──────── Available records ────────

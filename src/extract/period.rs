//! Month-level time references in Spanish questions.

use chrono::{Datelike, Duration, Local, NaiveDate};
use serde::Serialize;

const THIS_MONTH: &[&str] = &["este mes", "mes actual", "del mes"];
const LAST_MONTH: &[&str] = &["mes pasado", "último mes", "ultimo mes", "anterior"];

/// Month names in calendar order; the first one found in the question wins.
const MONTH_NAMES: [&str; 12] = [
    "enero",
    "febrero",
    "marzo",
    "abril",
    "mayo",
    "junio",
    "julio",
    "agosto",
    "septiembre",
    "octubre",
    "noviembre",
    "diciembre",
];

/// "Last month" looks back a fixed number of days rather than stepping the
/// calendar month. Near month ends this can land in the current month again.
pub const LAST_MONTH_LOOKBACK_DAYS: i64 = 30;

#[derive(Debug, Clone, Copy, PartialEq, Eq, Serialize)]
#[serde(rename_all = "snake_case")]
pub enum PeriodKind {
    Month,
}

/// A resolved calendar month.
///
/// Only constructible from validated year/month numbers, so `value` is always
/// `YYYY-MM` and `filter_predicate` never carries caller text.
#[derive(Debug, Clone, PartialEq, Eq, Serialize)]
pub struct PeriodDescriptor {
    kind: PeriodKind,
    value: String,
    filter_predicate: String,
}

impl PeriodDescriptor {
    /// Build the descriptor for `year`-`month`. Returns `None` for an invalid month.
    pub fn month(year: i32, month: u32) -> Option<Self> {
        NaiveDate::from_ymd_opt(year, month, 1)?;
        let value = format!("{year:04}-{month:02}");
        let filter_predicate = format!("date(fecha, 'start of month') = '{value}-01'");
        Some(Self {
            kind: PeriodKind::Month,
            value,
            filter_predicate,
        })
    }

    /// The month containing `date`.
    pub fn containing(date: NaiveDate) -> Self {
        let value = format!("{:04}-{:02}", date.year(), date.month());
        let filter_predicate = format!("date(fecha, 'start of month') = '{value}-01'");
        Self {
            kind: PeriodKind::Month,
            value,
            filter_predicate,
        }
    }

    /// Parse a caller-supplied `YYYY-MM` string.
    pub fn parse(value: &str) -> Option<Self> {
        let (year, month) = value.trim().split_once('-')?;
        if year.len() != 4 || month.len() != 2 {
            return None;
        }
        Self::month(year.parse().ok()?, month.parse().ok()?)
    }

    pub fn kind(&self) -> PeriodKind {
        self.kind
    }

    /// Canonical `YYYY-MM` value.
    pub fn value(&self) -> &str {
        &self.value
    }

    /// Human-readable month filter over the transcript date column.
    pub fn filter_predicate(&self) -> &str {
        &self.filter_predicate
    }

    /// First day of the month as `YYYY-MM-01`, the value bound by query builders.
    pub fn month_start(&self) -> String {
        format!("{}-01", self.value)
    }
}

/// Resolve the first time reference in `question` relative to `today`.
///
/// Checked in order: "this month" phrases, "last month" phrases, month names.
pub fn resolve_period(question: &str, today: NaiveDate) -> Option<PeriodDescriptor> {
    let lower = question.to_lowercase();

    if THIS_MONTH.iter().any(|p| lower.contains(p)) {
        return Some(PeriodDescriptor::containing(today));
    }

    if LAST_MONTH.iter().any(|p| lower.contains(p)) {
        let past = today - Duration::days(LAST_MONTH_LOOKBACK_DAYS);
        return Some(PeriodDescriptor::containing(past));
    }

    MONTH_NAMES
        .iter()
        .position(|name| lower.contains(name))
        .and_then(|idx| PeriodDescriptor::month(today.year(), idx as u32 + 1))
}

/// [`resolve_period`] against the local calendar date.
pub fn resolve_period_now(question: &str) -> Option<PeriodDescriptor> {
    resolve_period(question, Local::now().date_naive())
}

────────
──────── Available records ────────

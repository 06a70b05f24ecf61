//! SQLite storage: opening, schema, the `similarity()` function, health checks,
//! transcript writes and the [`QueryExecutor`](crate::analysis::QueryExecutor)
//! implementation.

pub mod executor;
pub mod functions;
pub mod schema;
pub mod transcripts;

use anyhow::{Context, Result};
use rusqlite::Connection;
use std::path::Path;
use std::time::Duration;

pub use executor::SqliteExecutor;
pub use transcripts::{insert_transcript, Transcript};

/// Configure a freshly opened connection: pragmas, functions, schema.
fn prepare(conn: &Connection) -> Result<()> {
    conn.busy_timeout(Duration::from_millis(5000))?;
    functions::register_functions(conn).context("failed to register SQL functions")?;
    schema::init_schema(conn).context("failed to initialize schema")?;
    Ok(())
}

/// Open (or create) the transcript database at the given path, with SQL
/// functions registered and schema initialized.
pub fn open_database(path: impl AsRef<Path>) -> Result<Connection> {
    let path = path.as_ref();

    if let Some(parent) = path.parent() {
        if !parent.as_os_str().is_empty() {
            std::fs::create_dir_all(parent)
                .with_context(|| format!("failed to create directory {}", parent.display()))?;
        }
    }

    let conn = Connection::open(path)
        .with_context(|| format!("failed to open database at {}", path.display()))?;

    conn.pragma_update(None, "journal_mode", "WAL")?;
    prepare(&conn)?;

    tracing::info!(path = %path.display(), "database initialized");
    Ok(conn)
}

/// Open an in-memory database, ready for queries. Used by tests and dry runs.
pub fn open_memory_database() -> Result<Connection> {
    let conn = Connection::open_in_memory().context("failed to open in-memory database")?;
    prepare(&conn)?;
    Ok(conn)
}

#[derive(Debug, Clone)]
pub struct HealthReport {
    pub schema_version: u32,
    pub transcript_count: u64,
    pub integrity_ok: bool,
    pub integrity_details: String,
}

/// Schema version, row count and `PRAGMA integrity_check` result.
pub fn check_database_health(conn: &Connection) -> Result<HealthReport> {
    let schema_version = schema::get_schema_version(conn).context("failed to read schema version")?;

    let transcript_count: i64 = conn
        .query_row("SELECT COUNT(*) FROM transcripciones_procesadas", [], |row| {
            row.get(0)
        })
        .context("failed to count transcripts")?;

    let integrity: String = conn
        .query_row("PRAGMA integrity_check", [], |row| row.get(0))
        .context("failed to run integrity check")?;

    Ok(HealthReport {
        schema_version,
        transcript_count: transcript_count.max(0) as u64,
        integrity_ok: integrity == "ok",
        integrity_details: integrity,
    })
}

────────

*Aim of the exercise:* From the line holding "filename src/extract/period.rs" to the line holding "const LAST_MONTH: &[&str]", inclusive, restate each line above exactly as written.

*Answer space:*
filename src/extract/period.rs
//! Month-level time references in Spanish questions.

use chrono::{Datelike, Duration, Local, NaiveDate};
use serde::Serialize;

const THIS_MONTH: &[&str] = &["este mes", "mes actual", "del mes"];
const LAST_MONTH: &[&str] = &["mes pasado", "último mes", "ultimo mes", "anterior"];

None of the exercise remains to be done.